It all seems too easy – after months of sky-high inflation, prices are finally coming down after the Fed hiked interest rates eight times. Fed Chair Jay Powell’s comment that he is already seeing signs of pricing pressure cooling off emboldened investors into believing the worst is now finally over. Risky assets are rallying as FOMO (Fear Of Missing Out) returns.
In the meantime, the VVIX, a measure of the change of volatility in the VIX volatility index or the Fear Gauge, finished Friday’s session at its highest level to end a week since mid-October. If inflation as measured by the Fed’s preferred yardstick – the PCE index, ends up bouncing around the 4% level, then more action may need to be taken in his view to bring it closer to Powell’s 2% annual target.

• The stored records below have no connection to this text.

use serde_json::{Map, Value};
use tracing::debug;

use crate::error::{ChartError, ChartResult};
use crate::render::ChartDrawer;

use super::{BaseChart, SizeSpec};

/// Options whose array values are spread over the setter's parameters.
/// Any other option receives its value as a single argument.
pub const VARIADIC_OPTIONS: &[&str] = &["transition", "minSize"];

fn invalid(name: &str, reason: impl Into<String>) -> ChartError {
    ChartError::InvalidOption {
        name: name.to_owned(),
        reason: reason.into(),
    }
}

fn required<'a>(name: &str, args: &[&'a Value], index: usize) -> ChartResult<&'a Value> {
    args.get(index)
        .copied()
        .ok_or_else(|| invalid(name, format!("missing argument {}", index + 1)))
}

fn number(name: &str, value: &Value) -> ChartResult<f64> {
    value
        .as_f64()
        .ok_or_else(|| invalid(name, format!("expected a number, got {value}")))
}

fn millis(name: &str, value: &Value) -> ChartResult<u64> {
    if let Some(millis) = value.as_u64() {
        return Ok(millis);
    }
    match value.as_f64() {
        Some(millis) if millis >= 0.0 && millis.is_finite() => Ok(millis.round() as u64),
        _ => Err(invalid(
            name,
            format!("expected a non-negative duration in ms, got {value}"),
        )),
    }
}

fn flag(name: &str, value: &Value) -> ChartResult<bool> {
    value
        .as_bool()
        .ok_or_else(|| invalid(name, format!("expected a boolean, got {value}")))
}

fn text<'a>(name: &str, value: &'a Value) -> ChartResult<&'a str> {
    value
        .as_str()
        .ok_or_else(|| invalid(name, format!("expected a string, got {value}")))
}

/// `null` and `0` restore the default calculator.
fn size_spec(name: &str, value: &Value) -> ChartResult<SizeSpec> {
    if value.is_null() {
        return Ok(SizeSpec::Default);
    }
    let size = number(name, value)?;
    if size == 0.0 {
        Ok(SizeSpec::Default)
    } else {
        Ok(SizeSpec::Fixed(size))
    }
}

impl<D: ChartDrawer> BaseChart<D> {
    /// Bulk setter: every entry is dispatched to the setter of the same
    /// name.
    ///
    /// Unknown names are skipped. The first value of the wrong type aborts
    /// with [`ChartError::InvalidOption`]; options before it stay applied.
    pub fn options(&mut self, options: &Map<String, Value>) -> ChartResult<()> {
        for (name, value) in options {
            let args: Vec<&Value> = match value {
                Value::Array(items) if VARIADIC_OPTIONS.contains(&name.as_str()) => {
                    items.iter().collect()
                }
                single => vec![single],
            };
            self.apply_option(name, &args)?;
        }
        Ok(())
    }

    fn apply_option(&mut self, name: &str, args: &[&Value]) -> ChartResult<()> {
        let first = required(name, args, 0)?;
        match name {
            "width" => self.set_width(size_spec(name, first)?),
            "height" => self.set_height(size_spec(name, first)?),
            "minWidth" => self.set_min_width(number(name, first)?),
            "minHeight" => self.set_min_height(number(name, first)?),
            "minSize" => {
                self.set_min_width(number(name, first)?);
                if let Some(height) = args.get(1) {
                    self.set_min_height(number(name, height)?);
                }
            }
            "transitionDuration" => self.set_transition_duration_ms(millis(name, first)?),
            "transitionDelay" => self.set_transition_delay_ms(millis(name, first)?),
            "transition" => {
                self.set_transition_duration_ms(millis(name, first)?);
                if let Some(delay) = args.get(1) {
                    self.set_transition_delay_ms(millis(name, delay)?);
                }
            }
            "renderLabel" => self.set_render_label(flag(name, first)?),
            "renderTitle" => self.set_render_title(flag(name, first)?),
            "controlsUseVisibility" => self.set_controls_use_visibility(flag(name, first)?),
            "chartGroup" => self.assign_chart_group(text(name, first)?),
            _ => {
                debug!(chart_id = %self.id, option = name, "not a valid option setter name");
            }
        }
        Ok(())
    }
}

Which begs the question – how will the market react over the coming months?
Future Wealth’s View
The fact is that the U.S. economy has surprised investors, market watchers and even the Federal Reserve over the last few months as inflation has decreased while the job market has remained strong after several interest rate increases. And while many are now openly hopeful that the economy can manage a soft landing, we are not so sure that we aren’t headed for a downturn. While last week’s events did not lead to an immediate reversal in this latest bear market rally, we also don’t think they offered any evidence to suggest a new bull market has begun.
Tuesday’s CPI number for January will be closely watched. If it drops materially from December’s reading of 6.5%, we could witness another leg up for the market. If it remains above 6%, the fact that inflation remains sticky will bring down the stock market in a hurry.
The Fed is not done tightening and investors would be wise not to celebrate yet. Be careful out there.